Making an Impact: Bob Glaser

By Julie Garisto, AliveTampaBay Correspondent

Arts communities couldn’t thrive without sponsorships and other means of support from local businesses. It’s in this spirit that the Tampa Bay Businesses for Culture and the Arts has recognized Robert “Bob” Glaser, Smith & Associates Real Estate’s President and CEO, with an Impact Award for his three decades of participation in more than 50 organizations throughout Tampa Bay, most notably on numerous fundraising and nonprofit boards.

Glaser has served as Chair of the Morean Arts Center/Chihuly Collection, and on the boards of the Tampa Theatre, Florida Aquarium, Palladium Theatre and the Blue Ocean Film Festival, among others.

An avid cyclist, the prominent broker and business owner has three children and lives in St. Petersburg. AliveTampaBay caught up with Glaser to find out why he devoted so much of his free time to helping local organizations.

AliveTampaBay: You are known as very “hands on” in your work and a beneficial force for local real estate. How have you helped Tampa Bay evolve into one of the real estate industry’s most prolific markets?

Bob Glaser: I have been fortunate to have worked in my career in all facets. I have sold homes, going house to house and working the neighborhood of Hyde Park as well as other neighborhoods, learning the trade from several of the best mentors, Mary Smith and Dorothy Yates.
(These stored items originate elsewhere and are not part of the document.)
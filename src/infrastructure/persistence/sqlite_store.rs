//! SQLite document store
//!
//! Persists scenes, actors and chat messages as JSON documents so applied
//! effects survive restarts when the engine runs standalone.

use async_trait::async_trait;
use serde::de::DeserializeOwned;
use serde::Serialize;
use sqlx::sqlite::SqlitePoolOptions;
use sqlx::SqlitePool;

use crate::application::ports::outbound::{
    ActorRepositoryPort, DocumentError, EffectStorePort, MessageRepositoryPort,
    SceneRepositoryPort,
};
use crate::domain::entities::{ActiveEffect, Actor, ChatMessage, EffectPayload, Scene, TestSnapshot};
use crate::domain::value_objects::{ActorId, DocumentUuid, EffectId, MessageId, SceneId};

const CURRENT_SCENE_KEY: &str = "current_scene";

fn storage(e: sqlx::Error) -> DocumentError {
    DocumentError::Storage(e.to_string())
}

fn decode<T: DeserializeOwned>(data: &str) -> Result<T, DocumentError> {
    Ok(serde_json::from_str(data)?)
}

fn encode<T: Serialize>(value: &T) -> Result<String, DocumentError> {
    Ok(serde_json::to_string(value)?)
}

pub struct SqliteDocumentStore {
    pool: SqlitePool,
}

impl SqliteDocumentStore {
    pub async fn new(pool: SqlitePool) -> Result<Self, sqlx::Error> {
        for table in ["scenes", "actors", "messages"] {
            sqlx::query(&format!(
                "CREATE TABLE IF NOT EXISTS {} (
                    id TEXT PRIMARY KEY,
                    data TEXT NOT NULL,
                    updated_at TIMESTAMP DEFAULT CURRENT_TIMESTAMP
                )",
                table
            ))
            .execute(&pool)
            .await?;
        }

        sqlx::query(
            r#"
            CREATE TABLE IF NOT EXISTS meta (
                key TEXT PRIMARY KEY,
                value TEXT NOT NULL
            )
        "#,
        )
        .execute(&pool)
        .await?;

        Ok(Self { pool })
    }

    /// Open (creating if needed) the database at `url`
    pub async fn connect(url: &str) -> Result<Self, sqlx::Error> {
        let pool = SqlitePoolOptions::new()
            .max_connections(5)
            .connect(url)
            .await?;
        Self::new(pool).await
    }

    async fn fetch<T: DeserializeOwned>(&self, table: &str, id: &str) -> Result<Option<T>, DocumentError> {
        let row: Option<(String,)> = sqlx::query_as(&format!("SELECT data FROM {} WHERE id = ?", table))
            .bind(id)
            .fetch_optional(&self.pool)
            .await
            .map_err(storage)?;
        row.map(|(data,)| decode(&data)).transpose()
    }

    async fn put<T: Serialize>(&self, table: &str, id: &str, value: &T) -> Result<(), DocumentError> {
        sqlx::query(&format!(
            "INSERT OR REPLACE INTO {} (id, data, updated_at) VALUES (?, ?, CURRENT_TIMESTAMP)",
            table
        ))
        .bind(id)
        .bind(encode(value)?)
        .execute(&self.pool)
        .await
        .map_err(storage)?;
        Ok(())
    }

    /// Read-modify-write an actor inside one transaction
    async fn update_actor<R: Send>(
        &self,
        actor_id: ActorId,
        change: impl FnOnce(&mut Actor) -> Result<R, DocumentError> + Send,
    ) -> Result<R, DocumentError> {
        let mut tx = self.pool.begin().await.map_err(storage)?;

        let row: Option<(String,)> = sqlx::query_as("SELECT data FROM actors WHERE id = ?")
            .bind(actor_id.to_string())
            .fetch_optional(&mut *tx)
            .await
            .map_err(storage)?;
        let (data,) = row.ok_or_else(|| DocumentError::not_found("Actor", actor_id))?;
        let mut actor: Actor = decode(&data)?;

        let result = change(&mut actor)?;

        sqlx::query("UPDATE actors SET data = ?, updated_at = CURRENT_TIMESTAMP WHERE id = ?")
            .bind(encode(&actor)?)
            .bind(actor_id.to_string())
            .execute(&mut *tx)
            .await
            .map_err(storage)?;
        tx.commit().await.map_err(storage)?;

        Ok(result)
    }
}

#[async_trait]
impl SceneRepositoryPort for SqliteDocumentStore {
    async fn current_scene_id(&self) -> Result<Option<SceneId>, DocumentError> {
        let row: Option<(String,)> = sqlx::query_as("SELECT value FROM meta WHERE key = ?")
            .bind(CURRENT_SCENE_KEY)
            .fetch_optional(&self.pool)
            .await
            .map_err(storage)?;

        row.map(|(value,)| {
            value
                .parse()
                .map_err(|_| DocumentError::Serialization(format!("Invalid scene id: {}", value)))
        })
        .transpose()
    }

    async fn set_current(&self, id: SceneId) -> Result<(), DocumentError> {
        if SceneRepositoryPort::get(self, id).await?.is_none() {
            return Err(DocumentError::not_found("Scene", id));
        }
        sqlx::query("INSERT OR REPLACE INTO meta (key, value) VALUES (?, ?)")
            .bind(CURRENT_SCENE_KEY)
            .bind(id.to_string())
            .execute(&self.pool)
            .await
            .map_err(storage)?;
        Ok(())
    }

    async fn get(&self, id: SceneId) -> Result<Option<Scene>, DocumentError> {
        self.fetch("scenes", &id.to_string()).await
    }

    async fn save(&self, scene: &Scene) -> Result<(), DocumentError> {
        self.put("scenes", &scene.id.to_string(), scene).await
    }
}

#[async_trait]
impl ActorRepositoryPort for SqliteDocumentStore {
    async fn get(&self, id: ActorId) -> Result<Option<Actor>, DocumentError> {
        self.fetch("actors", &id.to_string()).await
    }

    async fn save(&self, actor: &Actor) -> Result<(), DocumentError> {
        self.put("actors", &actor.id.to_string(), actor).await
    }
}

#[async_trait]
impl EffectStorePort for SqliteDocumentStore {
    async fn create_effects(
        &self,
        actor_id: ActorId,
        effects: Vec<EffectPayload>,
        _message_id: Option<MessageId>,
    ) -> Result<Vec<ActiveEffect>, DocumentError> {
        self.update_actor(actor_id, move |actor| {
            let created: Vec<ActiveEffect> = effects
                .into_iter()
                .map(|payload| payload.into_effect(actor_id))
                .collect();
            actor.effects.extend(created.iter().cloned());
            Ok(created)
        })
        .await
    }

    async fn delete_effect(&self, actor_id: ActorId, effect_id: EffectId) -> Result<(), DocumentError> {
        self.update_actor(actor_id, |actor| {
            actor
                .remove_effect(effect_id)
                .map(|_| ())
                .ok_or_else(|| DocumentError::not_found("ActiveEffect", effect_id))
        })
        .await
    }

    async fn resolve_effect(&self, uuid: &DocumentUuid) -> Result<Option<ActiveEffect>, DocumentError> {
        let (actor_id, effect_id) = uuid
            .effect_parts()
            .ok_or_else(|| DocumentError::InvalidUuid(uuid.to_string()))?;
        let actor: Option<Actor> = self.fetch("actors", &actor_id.to_string()).await?;
        Ok(actor.and_then(|actor| actor.effect(effect_id).cloned()))
    }
}

#[async_trait]
impl MessageRepositoryPort for SqliteDocumentStore {
    async fn get_test(&self, id: MessageId) -> Result<Option<TestSnapshot>, DocumentError> {
        let message: Option<ChatMessage> = self.fetch("messages", &id.to_string()).await?;
        Ok(message.and_then(|m| m.test))
    }

    async fn save(&self, message: &ChatMessage) -> Result<(), DocumentError> {
        self.put("messages", &message.id.to_string(), message).await
    }
}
After joining Smith & Associates, I had the opportunity to define our work through the growth of the company, branch management and expansions. As the market grew so did the company, leading in luxury sales and in new home development markets. With a dedicated sales team and staff, the company has grown to be the largest independently owned in the Bay area, with over 1 billion in sales annually. While having the pleasure of representing the firm nationally, and internationally, I am proud to keep the company front and center in all the opportunities the market has to offer.

ATB: Could you tell us a little about what sparks your interest in the arts?
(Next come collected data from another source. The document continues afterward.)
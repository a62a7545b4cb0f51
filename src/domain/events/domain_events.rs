//! Domain events - Effect changes made by a reconciliation pass
//!
//! Every create or delete the engine performs against the effect store is
//! recorded as one of these, so callers can audit a pass or forward the
//! changes to connected clients.

use chrono::{DateTime, Utc};
use serde::Serialize;

use crate::domain::value_objects::{ActorId, DocumentUuid, EffectId, SceneId, TokenId};

/// Base data for all events
#[derive(Debug, Clone, Serialize)]
pub struct EventMetadata {
    /// When the event occurred
    pub timestamp: DateTime<Utc>,
    pub scene_id: SceneId,
}

impl EventMetadata {
    pub fn new(scene_id: SceneId) -> Self {
        Self {
            timestamp: Utc::now(),
            scene_id,
        }
    }
}

/// Why an applied effect was deleted
#[derive(Debug, Clone, Copy, PartialEq, Eq, Serialize)]
#[serde(rename_all = "snake_case")]
pub enum RemovalReason {
    /// The token's center is no longer inside the area
    LeftArea,
    /// The area that applied the effect no longer exists
    SourceMissing,
}

/// All domain events emitted by the engine
#[derive(Debug, Clone, Serialize)]
#[serde(tag = "type")]
pub enum DomainEvent {
    /// An effect was applied to a token's actor because it entered an area
    EffectApplied {
        metadata: EventMetadata,
        token_id: TokenId,
        actor_id: ActorId,
        area: DocumentUuid,
        effect_id: EffectId,
        effect_name: String,
    },

    /// An area-applied effect was deleted from a token's actor
    EffectRemoved {
        metadata: EventMetadata,
        token_id: TokenId,
        actor_id: ActorId,
        area: DocumentUuid,
        effect_id: EffectId,
        reason: RemovalReason,
    },
}

impl DomainEvent {
    /// Get the metadata for this event
    pub fn metadata(&self) -> &EventMetadata {
        match self {
            DomainEvent::EffectApplied { metadata, .. } => metadata,
            DomainEvent::EffectRemoved { metadata, .. } => metadata,
        }
    }

    /// Get the event type name
    pub fn event_type(&self) -> &'static str {
        match self {
            DomainEvent::EffectApplied { .. } => "EffectApplied",
            DomainEvent::EffectRemoved { .. } => "EffectRemoved",
        }
    }

    pub fn token_id(&self) -> TokenId {
        match self {
            DomainEvent::EffectApplied { token_id, .. } => *token_id,
            DomainEvent::EffectRemoved { token_id, .. } => *token_id,
        }
    }

    pub fn area(&self) -> &DocumentUuid {
        match self {
            DomainEvent::EffectApplied { area, .. } => area,
            DomainEvent::EffectRemoved { area, .. } => area,
        }
    }
}
//! Strongly-typed identifiers for host documents

use serde::{Deserialize, Serialize};
use uuid::Uuid;

macro_rules! define_id {
    ($name:ident) => {
        #[derive(Debug, Clone, Copy, PartialEq, Eq, Hash, Serialize, Deserialize)]
        pub struct $name(Uuid);

        impl $name {
            pub fn new() -> Self {
                Self(Uuid::new_v4())
            }

            pub fn from_uuid(uuid: Uuid) -> Self {
                Self(uuid)
            }

            pub fn as_uuid(&self) -> &Uuid {
                &self.0
            }
        }

        impl Default for $name {
            fn default() -> Self {
                Self::new()
            }
        }

        impl std::fmt::Display for $name {
            fn fmt(&self, f: &mut std::fmt::Formatter<'_>) -> std::fmt::Result {
                write!(f, "{}", self.0)
            }
        }

        impl std::str::FromStr for $name {
            type Err = uuid::Error;

            fn from_str(s: &str) -> Result<Self, Self::Err> {
                Uuid::parse_str(s).map(Self)
            }
        }

        impl From<Uuid> for $name {
            fn from(uuid: Uuid) -> Self {
                Self(uuid)
            }
        }

        impl From<$name> for Uuid {
            fn from(id: $name) -> Uuid {
                id.0
            }
        }
    };
}

define_id!(SceneId);
define_id!(TokenId);
define_id!(ActorId);
define_id!(TemplateId);
define_id!(EffectId);
define_id!(MessageId);
define_id!(UserId);

/// Host-style document path, e.g. `Scene.<id>.MeasuredTemplate.<id>`
///
/// Areas are identified by one of these: placed templates by their own
/// document path, auras by the path of the effect that radiates them.
/// Applied effects carry the same value in their `from_area` flag.
#[derive(Debug, Clone, PartialEq, Eq, Hash, Serialize, Deserialize)]
#[serde(transparent)]
pub struct DocumentUuid(String);

impl DocumentUuid {
    pub fn for_template(scene_id: SceneId, template_id: TemplateId) -> Self {
        Self(format!("Scene.{}.MeasuredTemplate.{}", scene_id, template_id))
    }

    pub fn for_effect(actor_id: ActorId, effect_id: EffectId) -> Self {
        Self(format!("Actor.{}.ActiveEffect.{}", actor_id, effect_id))
    }

    pub fn as_str(&self) -> &str {
        &self.0
    }

    /// Split an effect path back into its actor and effect ids
    pub fn effect_parts(&self) -> Option<(ActorId, EffectId)> {
        let mut parts = self.as_str().split('.');
        match (parts.next(), parts.next(), parts.next(), parts.next(), parts.next()) {
            (Some("Actor"), Some(actor), Some("ActiveEffect"), Some(effect), None) => {
                Some((actor.parse().ok()?, effect.parse().ok()?))
            }
            _ => None,
        }
    }
}

impl std::fmt::Display for DocumentUuid {
    fn fmt(&self, f: &mut std::fmt::Formatter<'_>) -> std::fmt::Result {
        f.write_str(&self.0)
    }
}

impl From<String> for DocumentUuid {
    fn from(value: String) -> Self {
        Self(value)
    }
}

impl From<&str> for DocumentUuid {
    fn from(value: &str) -> Self {
        Self(value.to_string())
    }
}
BG: I wish I could say I was artistic in some way. Actually my Dad was a carpenter, and after he saw something I worked on, he said stay with sales. It’s the people in the arts I am attracted to — they are the entrepreneurs of ideas, movement and color, allowing us to pause from our workplace to enjoy another facet of our brains.

ATB: What led you to leveraging Smith & Associates to help foster arts and culture in the community?
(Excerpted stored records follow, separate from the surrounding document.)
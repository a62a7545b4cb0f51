//! Repository ports - Interfaces to the host's document store
//!
//! These traits define the contracts the host (or a standalone store) must
//! implement. Application services depend on these traits, never on a
//! concrete store.

use async_trait::async_trait;

use crate::domain::entities::{
    ActiveEffect, Actor, ChatMessage, EffectPayload, Scene, TestSnapshot,
};
use crate::domain::value_objects::{ActorId, DocumentUuid, EffectId, MessageId, SceneId};

/// Failure of a document store operation
#[derive(Debug, Clone, thiserror::Error)]
pub enum DocumentError {
    #[error("{kind} not found: {id}")]
    NotFound { kind: &'static str, id: String },
    #[error("Storage error: {0}")]
    Storage(String),
    #[error("Serialization error: {0}")]
    Serialization(String),
    #[error("Invalid document uuid: {0}")]
    InvalidUuid(String),
}

impl DocumentError {
    pub fn not_found(kind: &'static str, id: impl ToString) -> Self {
        Self::NotFound {
            kind,
            id: id.to_string(),
        }
    }
}

impl From<serde_json::Error> for DocumentError {
    fn from(e: serde_json::Error) -> Self {
        Self::Serialization(e.to_string())
    }
}

// =============================================================================
// Scene Repository Port
// =============================================================================

/// Repository port for scenes with their tokens and placed templates
#[async_trait]
pub trait SceneRepositoryPort: Send + Sync {
    /// The scene currently being viewed, if any
    async fn current_scene_id(&self) -> Result<Option<SceneId>, DocumentError>;

    /// Mark a scene as the current one
    async fn set_current(&self, id: SceneId) -> Result<(), DocumentError>;

    /// Get a scene by ID
    async fn get(&self, id: SceneId) -> Result<Option<Scene>, DocumentError>;

    /// Create or replace a scene
    async fn save(&self, scene: &Scene) -> Result<(), DocumentError>;
}

// =============================================================================
// Actor Repository Port
// =============================================================================

/// Repository port for actors and the effects living on them
#[async_trait]
pub trait ActorRepositoryPort: Send + Sync {
    /// Get an actor by ID, including its effects
    async fn get(&self, id: ActorId) -> Result<Option<Actor>, DocumentError>;

    /// Create or replace an actor
    async fn save(&self, actor: &Actor) -> Result<(), DocumentError>;
}

// =============================================================================
// Effect Store Port
// =============================================================================

/// Create and delete effect documents on actors
#[async_trait]
pub trait EffectStorePort: Send + Sync {
    /// Create effects on an actor, returning the created documents
    async fn create_effects(
        &self,
        actor_id: ActorId,
        effects: Vec<EffectPayload>,
        message_id: Option<MessageId>,
    ) -> Result<Vec<ActiveEffect>, DocumentError>;

    /// Delete an effect from an actor
    async fn delete_effect(&self, actor_id: ActorId, effect_id: EffectId) -> Result<(), DocumentError>;

    /// Look up an effect document by its uuid
    async fn resolve_effect(&self, uuid: &DocumentUuid) -> Result<Option<ActiveEffect>, DocumentError>;
}

// =============================================================================
// Message Repository Port
// =============================================================================

/// Chat messages carrying completed tests
#[async_trait]
pub trait MessageRepositoryPort: Send + Sync {
    /// The test attached to a message, if the message exists and has one
    async fn get_test(&self, id: MessageId) -> Result<Option<TestSnapshot>, DocumentError>;

    async fn save(&self, message: &ChatMessage) -> Result<(), DocumentError>;
}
BG: Our involvement came from within. The associates are encouraged as part of their work to not only participate but serve on committees and provide leadership roles. We are local so it’s easy to reach us for an ask. We have, for our 47 years, dedicated at least $125,000 a year to the arts, some years more, some less, but always feel it’s our priority to mix the arts with our business.

ATB: As an emeritus board member of the Morean Arts Center, what do you look forward to from the facility in the near future, and are there any other local arts projects you’re involved in that you’d like to discuss?

BG: I am proud that the staff and board have accomplished the changes needed to sustain this 100-year-old institution with the new location of The Chihuly Collection, the work in progress at The Center for Clay, and all the classes being developed makes this a viable program for future generations.

ATB: Hypothetical scenario: You have visitors in town for one day, last-minute notice. Where do you take them?

BG: If they like a walk I suggest a walk up Beach Drive in St. Pete and up Central to see art and shops. If they like a different trail, I suggest the same in Tampa — the Riverwalk, Tampa Museum of Art, and around to UT, with a stop at Oxford Exchange.

Interview has been condensed and edited for brevity, clarity, and style.

Julie Garisto is a correspondent for AliveTampaBay.